Оправдатель Оман не вмешивался, рассчитывая, должно быть, что Золотинка еще разговорится по-настоящему, и нетерпеливо переминался за стойкой.
— Если я смогу искупить… — начала Золотинка кричать — чтобы слышали — и смолкла в глубочайшем отвращении к собственному голосу.
«Не знаю, что говорить. Кажется, дело в том, что я слишком уж хорошо вас понимаю. Трудно защищаться, когда стоишь на точке зрения пострадавшего. Но дело не в этом, отговорки. Просто я сознаю, знаю это наверняка, что если бы все повторилось опять, то я попала бы в ту же самую западню. Споткнулась на том же самом месте и поднялась бы там же, где поднялась. Я это чувствую: путь мой полон вины, но не раскаиваюсь, — вот в чем штука. Сколько бы, чего бы и как бы ни понимала я — не раскаиваюсь, нет во мне ни грана раскаяния. В детстве я прочитала в одной умной и возвышенной книге, что объяснить и оправдать старые поступки можно, лишь совершив новые. Я и сейчас так думаю».
— Почему вы молчите? — спросил судья, не скрывая недовольства. — Вам нечего сказать суду?
— Не знаю…
— Вы все сказали?
— Все, — молвила Золотинка и ужаснулась.
Была та полная, священная тишина, когда всякое лишнее слово уже кощунство.
— Приступаем к последнему взвешиванию, — объявил председатель.
Беспокойно шевельнулся Оман… встал, когда Золотинка села. И, видно, не просто это ему далось — подняться. Поэт — способен был оценить гордую красоту молчания, оправдатель — сомневался. И сказывалось к тому же потаенное недовольство собственным неудовлетворительным выступлением.
— Нужно добавить, — начал он, приготавливаясь уже воодушевиться. — Я хотел бы объяснить собранию неразговорчивость подсудимой…
— Оправдатель Оман, я не давал вам слова. Судебные прения закончены, — резко, с раздражением оборвал его председатель.
Оман не понял, не хотел понимать. Золотинка, хоть и встрепенулась в надежде услышать разгадку собственного молчания, отчетливо, до прямого знания чувствовала общее неприятие, какое вызывала попытка оправдателя поправить подсудимую.
— Мы не смеем выносить приговор…
— Лишаю вас слова! — звякнул в колокол председатель.
— …Без точного представления…
— Лишаю слова! — колокол надрывно зазвонил, заглушая обоих.
— Речь идет, черт побери, о жизни! О смерти! Я буду говорить!
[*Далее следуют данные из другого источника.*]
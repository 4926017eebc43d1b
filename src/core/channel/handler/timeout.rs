//! Protocol logic for processing `MsgTimeout` messages.
//!
//! A timeout resolves a packet whose commitment is still outstanding by
//! proving non-receipt past the timeout height. On ordered channels a
//! timeout additionally closes the channel: strict ordering cannot be
//! honored once a sequence has lapsed.

use crate::core::channel::channel::{ChannelEnd, Counterparty, Order, State};
use crate::core::channel::commitment::compute_packet_commitment;
use crate::core::channel::error::PacketError;
use crate::core::channel::events::{ChannelClosed, TimeoutPacket};
use crate::core::channel::handler::emit_module_extras;
use crate::core::channel::msgs::MsgTimeout;
use crate::core::context::{ContextError, ExecutionContext, ValidationContext};
use crate::core::events::CoreEvent;
use crate::core::host::path::{
    ChannelEndPath, ClientConsensusStatePath, CommitmentPath, ReceiptPath, SeqRecvPath,
};
use crate::core::routing::module::Module;
use crate::prelude::*;
use crate::utils::encode_json;

pub fn validate<Ctx>(ctx_a: &Ctx, module: &dyn Module, msg: &MsgTimeout) -> Result<(), ContextError>
where
    Ctx: ValidationContext,
{
    ctx_a.validate_message_signer(&msg.signer)?;

    let packet = &msg.packet;
    let chan_end_path_on_a = ChannelEndPath::new(&packet.port_id_on_a, &packet.chan_id_on_a);
    let chan_end_on_a = ctx_a.channel_end(&chan_end_path_on_a)?;

    // In-flight packets of an already-closed channel may still be timed out
    // to release their resources, so no open-state requirement here.
    let counterparty = Counterparty::new(
        packet.port_id_on_b.clone(),
        Some(packet.chan_id_on_b.clone()),
    );
    chan_end_on_a.verify_counterparty_matches(&counterparty)?;

    let conn_id_on_a = &chan_end_on_a.connection_hops()[0];
    let conn_end_on_a = ctx_a.connection_end(conn_id_on_a)?;

    // The commitment must still be present: a packet resolves by at most
    // one of acknowledgement and timeout.
    let commitment_path_on_a =
        CommitmentPath::new(&packet.port_id_on_a, &packet.chan_id_on_a, packet.seq_on_a);
    let commitment_on_a = ctx_a
        .get_packet_commitment(&commitment_path_on_a)
        .map_err(|_| PacketError::PacketCommitmentNotFound(packet.seq_on_a))?;

    if commitment_on_a != compute_packet_commitment(&packet.data, &packet.timeout_height_on_b) {
        return Err(PacketError::MismatchedPacketCommitment(packet.seq_on_a).into());
    }

    // The timeout must have been reached on the counterparty at the height
    // the non-receipt proof was taken.
    if !packet.timeout_height_on_b.has_expired(msg.proof_height_on_b) {
        return Err(PacketError::PacketTimeoutNotReached {
            timeout_height: packet.timeout_height_on_b,
            proof_height: msg.proof_height_on_b,
        }
        .into());
    }

    // Verify non-receipt through the connection's client.
    {
        let client_id_on_a = conn_end_on_a.client_id();
        let client_state_of_b_on_a = ctx_a.client_state(client_id_on_a)?;
        client_state_of_b_on_a.verify_is_active(client_id_on_a)?;
        client_state_of_b_on_a.validate_proof_height(msg.proof_height_on_b)?;

        let consensus_state_of_b_on_a = ctx_a.consensus_state(&ClientConsensusStatePath::new(
            client_id_on_a,
            msg.proof_height_on_b,
        ))?;

        let verification_result = match chan_end_on_a.ordering {
            Order::Ordered => {
                // A receive would have bumped nextSequenceRecv past the
                // packet; proving it still lags proves non-receipt.
                if packet.seq_on_a < msg.next_seq_recv_on_b {
                    return Err(PacketError::PacketAlreadyReceived(packet.seq_on_a).into());
                }
                let seq_recv_path_on_b =
                    SeqRecvPath::new(&packet.port_id_on_b, &packet.chan_id_on_b);
                client_state_of_b_on_a.verify_membership(
                    conn_end_on_a.counterparty().prefix(),
                    &msg.proof_unreceived_on_b,
                    consensus_state_of_b_on_a.root(),
                    seq_recv_path_on_b.into(),
                    encode_json(&msg.next_seq_recv_on_b)?,
                )
            }
            Order::Unordered => {
                let receipt_path_on_b =
                    ReceiptPath::new(&packet.port_id_on_b, &packet.chan_id_on_b, packet.seq_on_a);
                client_state_of_b_on_a.verify_non_membership(
                    conn_end_on_a.counterparty().prefix(),
                    &msg.proof_unreceived_on_b,
                    consensus_state_of_b_on_a.root(),
                    receipt_path_on_b.into(),
                )
            }
        };

        verification_result.map_err(|e| PacketError::FailedPacketVerification {
            sequence: packet.seq_on_a,
            client_error: e,
        })?;
    }

    module
        .on_timeout_packet_validate(packet, &msg.signer)
        .map_err(ContextError::Packet)?;

    Ok(())
}

pub fn execute<Ctx>(
    ctx_a: &mut Ctx,
    module: &mut dyn Module,
    msg: MsgTimeout,
) -> Result<(), ContextError>
where
    Ctx: ExecutionContext,
{
    let chan_end_path_on_a =
        ChannelEndPath::new(&msg.packet.port_id_on_a, &msg.packet.chan_id_on_a);
    let chan_end_on_a = ctx_a.channel_end(&chan_end_path_on_a)?;
    let conn_id_on_a = chan_end_on_a.connection_hops()[0].clone();

    let (extras, cb_result) = module.on_timeout_packet_execute(&msg.packet, &msg.signer);
    cb_result.map_err(ContextError::Packet)?;

    // apply state changes
    {
        let commitment_path_on_a = CommitmentPath::new(
            &msg.packet.port_id_on_a,
            &msg.packet.chan_id_on_a,
            msg.packet.seq_on_a,
        );
        ctx_a.delete_packet_commitment(commitment_path_on_a)?;
    }

    // A timed-out sequence breaks strict ordering for good.
    let ordered_channel_closed = if let Order::Ordered = chan_end_on_a.ordering {
        let closed_chan_end_on_a = ChannelEnd::new(
            State::Closed,
            *chan_end_on_a.ordering(),
            chan_end_on_a.counterparty().clone(),
            chan_end_on_a.connection_hops().to_vec(),
            chan_end_on_a.version().clone(),
        )?;
        ctx_a.store_channel(chan_end_path_on_a, closed_chan_end_on_a)?;
        true
    } else {
        false
    };

    // emit events and logs
    {
        ctx_a.log_message("success: packet timeout".to_string())?;
        tracing::debug!(sequence = %msg.packet.seq_on_a, "packet timeout");

        if ordered_channel_closed {
            ctx_a.emit_event(CoreEvent::ChannelClosed(ChannelClosed::new(
                msg.packet.port_id_on_a.clone(),
                msg.packet.chan_id_on_a.clone(),
                chan_end_on_a.counterparty().port_id().clone(),
                chan_end_on_a.counterparty().channel_id().cloned(),
                conn_id_on_a.clone(),
            )))?;
        }

        ctx_a.emit_event(CoreEvent::TimeoutPacket(TimeoutPacket::new(
            msg.packet,
            *chan_end_on_a.ordering(),
            conn_id_on_a,
        )))?;
        emit_module_extras(ctx_a, extras)?;
    }

    Ok(())
}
Сколько считаю нужным! — крикливо возмущался Оман, приметив за спиной стражников, которые оглядывались на председателя, не решаясь действовать.
Может статься, был бы лучший исход для Омана — чтоб его увели силой. Даже унесли на руках, в оковах. Это был бы красивый выход из того положения, в которое он сам себя поставил. Но, видно, у этого даровитого пигалика ничего не получилось толком — всегда не хватало ему самой малости, чтобы дойти до конца пути.
— Я подчиняюсь насилию, — сказал он вдруг среди выкриков, хотя о насилии можно было говорить пока только в предположительном смысле. Сложил руки на груди, замолчал — как бы с вызовом. А потом, постояв, объявил: — Ухожу, оставляя вас наедине с вашей собственной совестью.
Излишнее нагромождение слов: «с вашей, собственной», происходило, по видимости, из потаенного убеждения, что сам Оман представляет собой как бы внешнюю, «не собственную» совесть пигаликов. Он внушительно двинулся вон мимо расступившихся стражников.
Это было невыносимо. Золотинка потупилась, обхватив лоб.
Так она и сидела, не поднимая головы, когда судьи объявляли взвешивание. Зал притих, можно было уловить слабый шелест посыпавшегося песка.
Когда же решилась глянуть, все было кончено: огни волшебников горели, но белый песок иссяк. Почудилось на миг, что он еще и не начинал сыпаться, потому что черная чаша обвинения застыла внизу… Но нет, все было кончено.
Всё.
Напрасно ждали чего-то волшебники и томился притихший, словно бы удивленный зал. Напрасно, забывшись, уставил ввысь взгляд председатель и его товарищи.
Всё.
Суд удалился для составления приговора, а Золотинка осталась на арене, где и просидела около двух часов, комкая в ладонях сплющенное и скатанное золото, что было прежде ее собственными состриженными с затылка волосами.
Потом все встали, и председатель принялся читать пространный и многословный приговор, в котором до последнего нельзя было понять, куда же клонится дело, к чему идет.